• [Exercise brief]: Every line of the entries below that carries the string "filename" should be copied.

########################################

//! Thread-confined bump arenas over lazily committed virtual memory.
//!
//! Each thread gets at most one [`Arena`]. An arena reserves a large
//! fixed range of address space up front (32 GiB on 64-bit targets, no
//! physical memory consumed) and commits pages read/write on demand as
//! allocation advances through it. Allocations are bump-pointer, zeroed,
//! and never individually freed: memory comes back through
//! [`thread::clear`], checkpoint rollback, or [`thread::delete_arena`].
//!
//! # Architecture
//!
//! ```text
//! thread (per-thread entry points)
//! └── registry (global mutex, thread id → Arena, via silt-map)
//!     └── Arena (bump offset + checkpoint stack)
//!         └── VmRegion (reserve once, commit page by page)
//! ```
//!
//! # Checkpoints
//!
//! A checkpoint snapshots the arena's offset; rolling back restores it,
//! discarding everything allocated since — including any checkpoints
//! created later. While checkpoints are outstanding the arena refuses
//! persistent allocation, so nothing permanent can land in a span a
//! rollback would reclaim; [`thread::checkpoint_alloc`] is the exempt
//! path for allocations that are *meant* to be reclaimed.
//!
//! # Confinement
//!
//! Arenas, the pointers they return, and checkpoint handles must stay on
//! the thread that created them. Only the registry is synchronized, and
//! its mutex is never held across a page-commit syscall.
//!
//! This crate contains the workspace's `unsafe` code (the mmap layer and
//! the registry's unlocked arena hand-out); `silt-map` carries none.

#![deny(missing_docs)]
#![deny(rustdoc::broken_intra_doc_links)]

pub mod arena;
pub mod checkpoint;
pub mod config;
pub mod error;
mod registry;
pub mod thread;
pub mod traits;
pub mod vmem;

// Public re-exports for the primary API surface.
pub use arena::{align_up, Arena};
pub use checkpoint::CheckpointHandle;
pub use config::ArenaConfig;
pub use error::{AllocError, GrowError};
pub use traits::{Alloc, ThreadArena};
pub use vmem::{VmRegion, RESERVATION_CEILING};
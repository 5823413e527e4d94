//! Allocator capability trait.
//!
//! [`Alloc`] is the seam through which code can take "something that
//! allocates" without caring whether individual release is meaningful
//! for it. Arena-backed implementations reclaim memory wholesale, so
//! their `release` legitimately does nothing; a free-list allocator
//! substituted behind the same trait would actually free.

use std::ptr::NonNull;

use crate::arena::Arena;
use crate::error::AllocError;
use crate::thread;

/// Minimal allocator capability: allocate and release.
pub trait Alloc {
    /// Allocate `size` zeroed bytes.
    fn allocate(&mut self, size: usize) -> Result<NonNull<u8>, AllocError>;

    /// Release one allocation.
    ///
    /// Implementations that only reclaim wholesale treat this as a
    /// no-op; callers may not assume the memory is reusable afterwards.
    fn release(&mut self, ptr: NonNull<u8>);
}

impl Alloc for Arena {
    fn allocate(&mut self, size: usize) -> Result<NonNull<u8>, AllocError> {
        self.alloc(size)
    }

    fn release(&mut self, _ptr: NonNull<u8>) {}
}

/// The calling thread's arena as an [`Alloc`] capability.
///
/// Zero-sized; each call resolves the thread's arena through the
/// registry, creating it on first use.
#[derive(Clone, Copy, Debug, Default)]
pub struct ThreadArena;

impl Alloc for ThreadArena {
    fn allocate(&mut self, size: usize) -> Result<NonNull<u8>, AllocError> {
        thread::alloc(size)
    }

    fn release(&mut self, ptr: NonNull<u8>) {
        thread::free(ptr);
    }
}
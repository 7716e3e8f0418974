use indicatif::{ProgressBar, ProgressStyle};
use std::fs;
use std::path::Path;

/// Create a progress bar with the given length and label
pub fn create_progress_bar(len: u64, label: &str) -> ProgressBar {
    let pb = ProgressBar::new(len);
    let template = format!(
        "{{spinner:.green}} [{}] [{{elapsed_precise}}] [{{bar:40.cyan/blue}}] {{pos}}/{{len}} ({{eta}})",
        label
    );
    if let Ok(style) = ProgressStyle::default_bar().template(&template) {
        pb.set_style(style.progress_chars("#>-"));
    }
    pb
}

/// Create a byte-counting progress bar for a download of known size,
/// or a spinner when the size is unknown
pub fn create_download_bar(total_bytes: Option<u64>) -> ProgressBar {
    match total_bytes {
        Some(total) => {
            let pb = ProgressBar::new(total);
            let template = "{spinner:.green} [Download] [{elapsed_precise}] [{bar:40.cyan/blue}] {bytes}/{total_bytes} ({eta})";
            if let Ok(style) = ProgressStyle::default_bar().template(template) {
                pb.set_style(style.progress_chars("#>-"));
            }
            pb
        }
        None => {
            let pb = ProgressBar::new_spinner();
            if let Ok(style) = ProgressStyle::default_spinner()
                .template("{spinner:.green} [Download] [{elapsed_precise}] {bytes}")
            {
                pb.set_style(style);
            }
            pb
        }
    }
}

/// Create the directory if it does not exist yet and return its path
pub fn ensure_output_directory(path: &Path) -> std::io::Result<std::path::PathBuf> {
    if !path.exists() {
        fs::create_dir_all(path)?;
    }
    Ok(path.to_path_buf())
}
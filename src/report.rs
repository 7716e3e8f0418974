use log::info;
use plotters::coord::ranged1d::SegmentValue;
use plotters::coord::Shift;
use plotters::element::Pie;
use plotters::prelude::*;
use std::error::Error;
use std::path::{Path, PathBuf};

use crate::stats::{self, HistogramBin};
use crate::types::{ClassNames, LabelRecord, SPLITS};
use crate::utils::ensure_output_directory;

pub const REPORT_FILE: &str = "dataset_analysis_report.png";

const REPORT_SIZE: (u32, u32) = (2000, 1200);
const HISTOGRAM_BINS: usize = 30;
const CAPTION_FONT: (&str, u32) = ("sans-serif", 24);
const SPLIT_COLORS: [RGBColor; 3] = [BLUE, RED, GREEN];

/// Render the six descriptive charts into one PNG under `output_dir`.
///
/// The image is a 2x3 grid: overall class distribution, box-area
/// histogram, per-split class distribution, aspect-ratio histogram,
/// box-center scatter, and split-composition pie.
pub fn render_report(
    records: &[LabelRecord],
    class_names: &ClassNames,
    output_dir: &Path,
) -> Result<PathBuf, Box<dyn Error>> {
    let output_dir = ensure_output_directory(output_dir)?;
    let report_path = output_dir.join(REPORT_FILE);

    {
        let root = BitMapBackend::new(&report_path, REPORT_SIZE).into_drawing_area();
        root.fill(&WHITE)?;
        let panels = root.split_evenly((2, 3));

        draw_class_distribution(&panels[0], records, class_names)?;
        draw_value_histogram(
            &panels[1],
            "Bounding Box Area Distribution",
            "Bounding Box Area",
            &stats::histogram(&stats::box_areas(records), HISTOGRAM_BINS),
        )?;
        draw_split_class_distribution(&panels[2], records, class_names)?;
        draw_value_histogram(
            &panels[3],
            "Bounding Box Aspect Ratio",
            "Width/Height Ratio",
            &stats::histogram(&stats::aspect_ratios(records), HISTOGRAM_BINS),
        )?;
        draw_center_scatter(&panels[4], records)?;
        draw_split_pie(&panels[5], records)?;

        root.present()?;
    }
    info!("Comprehensive report saved to {}", report_path.display());
    Ok(report_path)
}

fn draw_class_distribution(
    panel: &DrawingArea<BitMapBackend, Shift>,
    records: &[LabelRecord],
    class_names: &ClassNames,
) -> Result<(), Box<dyn Error>> {
    let counts = stats::class_distribution(records);
    let n_classes = counts
        .keys()
        .next_back()
        .map(|max| max + 1)
        .unwrap_or(0)
        .max(1);
    let max_count = counts.values().max().copied().unwrap_or(0).max(1);

    let mut chart = ChartBuilder::on(panel)
        .caption("Overall Class Distribution", CAPTION_FONT)
        .margin(10)
        .x_label_area_size(70)
        .y_label_area_size(60)
        .build_cartesian_2d(
            (0u32..n_classes).into_segmented(),
            0u64..max_count + max_count / 10 + 1,
        )?;
    chart
        .configure_mesh()
        .disable_x_mesh()
        .x_desc("Classes")
        .y_desc("Number of Instances")
        .x_label_formatter(&|segment| match segment {
            SegmentValue::CenterOf(id) | SegmentValue::Exact(id) => class_names.display(*id),
            SegmentValue::Last => String::new(),
        })
        .draw()?;
    chart.draw_series(
        Histogram::vertical(&chart)
            .style(BLUE.mix(0.6).filled())
            .margin(8)
            .data(counts.iter().map(|(&id, &count)| (id, count))),
    )?;
    Ok(())
}

fn draw_value_histogram(
    panel: &DrawingArea<BitMapBackend, Shift>,
    title: &str,
    x_desc: &str,
    bins: &[HistogramBin],
) -> Result<(), Box<dyn Error>> {
    let x_min = bins.first().map(|b| b.lower).unwrap_or(0.0);
    let x_max = bins.last().map(|b| b.upper).unwrap_or(1.0);
    let y_max = bins.iter().map(|b| b.count).max().unwrap_or(0).max(1);

    let mut chart = ChartBuilder::on(panel)
        .caption(title, CAPTION_FONT)
        .margin(10)
        .x_label_area_size(50)
        .y_label_area_size(60)
        .build_cartesian_2d(x_min..x_max, 0u64..y_max + y_max / 10 + 1)?;
    chart
        .configure_mesh()
        .disable_x_mesh()
        .x_desc(x_desc)
        .y_desc("Frequency")
        .draw()?;
    chart.draw_series(bins.iter().map(|bin| {
        Rectangle::new(
            [(bin.lower, 0u64), (bin.upper, bin.count)],
            BLUE.mix(0.5).filled(),
        )
    }))?;
    Ok(())
}

fn draw_split_class_distribution(
    panel: &DrawingArea<BitMapBackend, Shift>,
    records: &[LabelRecord],
    class_names: &ClassNames,
) -> Result<(), Box<dyn Error>> {
    let by_split = stats::split_class_distribution(records);
    let class_ids: Vec<u32> = stats::class_distribution(records).keys().copied().collect();
    let n_classes = class_ids.len().max(1);
    let max_count = by_split
        .values()
        .flat_map(|counts| counts.values())
        .max()
        .copied()
        .unwrap_or(0)
        .max(1);

    let mut chart = ChartBuilder::on(panel)
        .caption("Class Distribution Across Splits", CAPTION_FONT)
        .margin(10)
        .x_label_area_size(70)
        .y_label_area_size(60)
        .build_cartesian_2d(0f64..n_classes as f64, 0u64..max_count + max_count / 10 + 1)?;
    let ids_for_labels = class_ids.clone();
    chart
        .configure_mesh()
        .disable_x_mesh()
        .x_labels(n_classes.min(12))
        .x_desc("Classes")
        .y_desc("Number of Instances")
        .x_label_formatter(&|x| {
            ids_for_labels
                .get(x.floor() as usize)
                .map(|id| class_names.display(*id))
                .unwrap_or_default()
        })
        .draw()?;

    // One bar per split within each class slot
    let bar_width = 0.8 / SPLITS.len() as f64;
    for (slot, &split) in SPLITS.iter().enumerate() {
        let color = SPLIT_COLORS[slot % SPLIT_COLORS.len()];
        let counts = by_split.get(&split);
        let bars: Vec<_> = class_ids
            .iter()
            .enumerate()
            .map(|(i, id)| {
                let count = counts.and_then(|m| m.get(id)).copied().unwrap_or(0);
                let x0 = i as f64 + 0.1 + slot as f64 * bar_width;
                Rectangle::new([(x0, 0u64), (x0 + bar_width, count)], color.mix(0.7).filled())
            })
            .collect();
        chart
            .draw_series(bars)?
            .label(split.as_str())
            .legend(move |(x, y)| {
                Rectangle::new([(x, y - 5), (x + 10, y + 5)], color.mix(0.7).filled())
            });
    }
    chart
        .configure_series_labels()
        .position(SeriesLabelPosition::UpperRight)
        .background_style(WHITE.mix(0.8))
        .border_style(BLACK.mix(0.4))
        .draw()?;
    Ok(())
}

fn draw_center_scatter(
    panel: &DrawingArea<BitMapBackend, Shift>,
    records: &[LabelRecord],
) -> Result<(), Box<dyn Error>> {
    let points = stats::centers(records);
    let mut chart = ChartBuilder::on(panel)
        .caption("Object Center Locations", CAPTION_FONT)
        .margin(10)
        .x_label_area_size(50)
        .y_label_area_size(60)
        .build_cartesian_2d(0f64..1f64, 0f64..1f64)?;
    chart
        .configure_mesh()
        .x_desc("X Center")
        .y_desc("Y Center")
        .draw()?;
    chart.draw_series(
        points
            .iter()
            .map(|&(x, y)| Circle::new((x, y), 2, BLUE.mix(0.4).filled())),
    )?;
    Ok(())
}

fn draw_split_pie(
    panel: &DrawingArea<BitMapBackend, Shift>,
    records: &[LabelRecord],
) -> Result<(), Box<dyn Error>> {
    let panel = panel.titled("Dataset Split Composition", CAPTION_FONT)?;

    let mut sizes = Vec::new();
    let mut labels = Vec::new();
    let mut colors = Vec::new();
    for (slot, (split, count)) in stats::split_sizes(records).into_iter().enumerate() {
        if count > 0 {
            sizes.push(count as f64);
            labels.push(split.as_str().to_string());
            colors.push(SPLIT_COLORS[slot % SPLIT_COLORS.len()]);
        }
    }
    if sizes.is_empty() {
        return Ok(());
    }

    let (width, height) = panel.dim_in_pixel();
    let center = ((width / 2) as i32, (height / 2) as i32);
    let radius = f64::from(width.min(height)) * 0.32;
    let mut pie = Pie::new(&center, &radius, &sizes, &colors, &labels);
    pie.label_style(("sans-serif", 20).into_font().color(&BLACK));
    pie.percentages(("sans-serif", 16).into_font().color(&WHITE));
    panel.draw(&pie)?;
    Ok(())
}
use glob::glob;
use log::{info, warn};
use rayon::prelude::*;
use std::fs;
use std::path::{Path, PathBuf};

use crate::types::{LabelRecord, ScanStats, Split, SPLITS};
use crate::utils::create_progress_bar;

/// Parse one annotation line in the five-token YOLO box format.
///
/// Returns `None` for anything that is not exactly
/// `<class_id> <x_center> <y_center> <width> <height>`.
pub fn parse_label_line(line: &str) -> Option<(u32, f64, f64, f64, f64)> {
    let tokens: Vec<&str> = line.split_whitespace().collect();
    if tokens.len() != 5 {
        return None;
    }
    match (
        tokens[0].parse::<u32>(),
        tokens[1].parse::<f64>(),
        tokens[2].parse::<f64>(),
        tokens[3].parse::<f64>(),
        tokens[4].parse::<f64>(),
    ) {
        (Ok(class_id), Ok(x), Ok(y), Ok(w), Ok(h)) => Some((class_id, x, y, w, h)),
        _ => None,
    }
}

/// Read one label file into records, counting dropped lines.
///
/// Malformed lines are silently dropped from the result; blank lines do
/// not count as drops.
pub fn read_label_file(path: &Path, split: Split) -> std::io::Result<(Vec<LabelRecord>, usize)> {
    let content = fs::read_to_string(path)?;
    let filename = path
        .file_name()
        .map(|name| name.to_string_lossy().into_owned())
        .unwrap_or_default();

    let mut records = Vec::new();
    let mut dropped = 0usize;
    for line in content.lines() {
        let line = line.trim();
        if line.is_empty() {
            continue;
        }
        match parse_label_line(line) {
            Some((class_id, x_center, y_center, width, height)) => records.push(LabelRecord {
                filename: filename.clone(),
                split,
                class_id,
                x_center,
                y_center,
                width,
                height,
            }),
            None => dropped += 1,
        }
    }
    Ok((records, dropped))
}

// Collect the .txt label files of one split directory
fn collect_label_files(labels_dir: &Path) -> Vec<PathBuf> {
    let pattern = format!("{}/*.txt", labels_dir.display());
    match glob(&pattern) {
        Ok(entries) => entries.filter_map(|entry| entry.ok()).collect(),
        Err(e) => {
            warn!("Bad label glob pattern {}: {}", pattern, e);
            Vec::new()
        }
    }
}

/// Load every label file of one split in parallel.
///
/// A missing labels directory yields an empty table for that split, not
/// an error.
pub fn scan_split(dataset_root: &Path, split: Split) -> (Vec<LabelRecord>, ScanStats) {
    let labels_dir = split.labels_dir(dataset_root);
    let mut stats = ScanStats::new();

    if !labels_dir.is_dir() {
        info!("No labels directory for split '{}', skipping", split);
        stats.splits_missing = 1;
        return (Vec::new(), stats);
    }

    let files = collect_label_files(&labels_dir);
    let pb = create_progress_bar(files.len() as u64, split.as_str());

    let per_file: Vec<(Vec<LabelRecord>, usize)> = files
        .par_iter()
        .filter_map(|path| {
            let parsed = match read_label_file(path, split) {
                Ok(parsed) => Some(parsed),
                Err(e) => {
                    warn!("Failed to read label file {}: {}", path.display(), e);
                    None
                }
            };
            pb.inc(1);
            parsed
        })
        .collect();
    pb.finish_and_clear();

    stats.files_scanned = per_file.len();
    let mut records = Vec::new();
    for (mut file_records, dropped) in per_file {
        stats.lines_dropped += dropped;
        records.append(&mut file_records);
    }
    stats.records_parsed = records.len();
    (records, stats)
}

/// Load the label files of all conventional splits into one table.
pub fn scan_dataset(dataset_root: &Path) -> (Vec<LabelRecord>, ScanStats) {
    let mut records = Vec::new();
    let mut stats = ScanStats::new();
    for &split in SPLITS {
        let (mut split_records, split_stats) = scan_split(dataset_root, split);
        stats.merge(&split_stats);
        records.append(&mut split_records);
    }
    info!(
        "Loaded {} label records from {} files",
        stats.records_parsed, stats.files_scanned
    );
    (records, stats)
}

#[cfg(test)]
mod tests {
    use super::*;

    #[test]
    fn parses_well_formed_line() {
        let parsed = parse_label_line("0 0.5 0.5 0.2 0.3").unwrap();
        assert_eq!(parsed, (0, 0.5, 0.5, 0.2, 0.3));
    }

    #[test]
    fn rejects_wrong_token_count() {
        assert!(parse_label_line("0 0.5 0.5 0.2").is_none());
        assert!(parse_label_line("0 0.5 0.5 0.2 0.3 0.9").is_none());
        assert!(parse_label_line("").is_none());
    }

    #[test]
    fn rejects_non_numeric_tokens() {
        assert!(parse_label_line("crack 0.5 0.5 0.2 0.3").is_none());
        assert!(parse_label_line("0 0.5 0.5 0.2 tall").is_none());
        // class ids are non-negative integers
        assert!(parse_label_line("-1 0.5 0.5 0.2 0.3").is_none());
    }
}
use log::warn;
use serde::Deserialize;
use std::collections::BTreeMap;
use std::fs;
use std::path::Path;

use crate::types::ClassNames;

pub const DESCRIPTOR_FILE: &str = "data.yaml";

// The dataset descriptor as written by YOLO export tooling. Only the
// class-name table is consumed here; path entries are for the trainer.
#[derive(Debug, Deserialize)]
struct Descriptor {
    names: Option<NamesField>,
}

// `names` appears in the wild both as a sequence and as an
// integer-keyed map
#[derive(Debug, Deserialize)]
#[serde(untagged)]
enum NamesField {
    Sequence(Vec<String>),
    Map(BTreeMap<u32, String>),
}

impl NamesField {
    fn into_ordered(self) -> Vec<String> {
        match self {
            NamesField::Sequence(names) => names,
            NamesField::Map(map) => {
                let len = map
                    .keys()
                    .next_back()
                    .map(|max| *max as usize + 1)
                    .unwrap_or(0);
                let mut names = vec![String::new(); len];
                for (id, name) in map {
                    names[id as usize] = name;
                }
                names
            }
        }
    }
}

/// Load the class-name table from `<dataset_root>/data.yaml`.
///
/// A missing or unparsable descriptor yields an empty table; class ids
/// then display as their decimal string form.
pub fn load_class_names(dataset_root: &Path) -> ClassNames {
    let path = dataset_root.join(DESCRIPTOR_FILE);
    let content = match fs::read_to_string(&path) {
        Ok(content) => content,
        Err(e) => {
            warn!("No dataset descriptor at {}: {}", path.display(), e);
            return ClassNames::default();
        }
    };
    parse_class_names(&content).unwrap_or_else(|e| {
        warn!("Failed to parse {}: {}", path.display(), e);
        ClassNames::default()
    })
}

pub fn parse_class_names(content: &str) -> Result<ClassNames, serde_yaml::Error> {
    let descriptor: Descriptor = serde_yaml::from_str(content)?;
    let names = descriptor
        .names
        .map(NamesField::into_ordered)
        .unwrap_or_default();
    Ok(ClassNames::new(names))
}

#[cfg(test)]
mod tests {
    use super::*;

    #[test]
    fn parses_sequence_names() {
        let yaml = "train: images/train\nval: images/valid\nnames:\n  - crack\n  - corrosion\n";
        let names = parse_class_names(yaml).unwrap();
        assert_eq!(names.len(), 2);
        assert_eq!(names.display(0), "crack");
        assert_eq!(names.display(1), "corrosion");
    }

    #[test]
    fn parses_map_names() {
        let yaml = "names:\n  0: crack\n  2: spalling\n";
        let names = parse_class_names(yaml).unwrap();
        assert_eq!(names.len(), 3);
        assert_eq!(names.display(0), "crack");
        assert_eq!(names.display(2), "spalling");
        // The gap at id 1 falls back to the numeric form
        assert_eq!(names.display(1), "1");
    }

    #[test]
    fn missing_names_key_yields_empty_table() {
        let names = parse_class_names("train: images/train\n").unwrap();
        assert!(names.is_empty());
        assert_eq!(names.display(7), "7");
    }
}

########################################

• [Solution to this exercise]:
filename src/report.rs
    let filename = path
                filename: filename.clone(),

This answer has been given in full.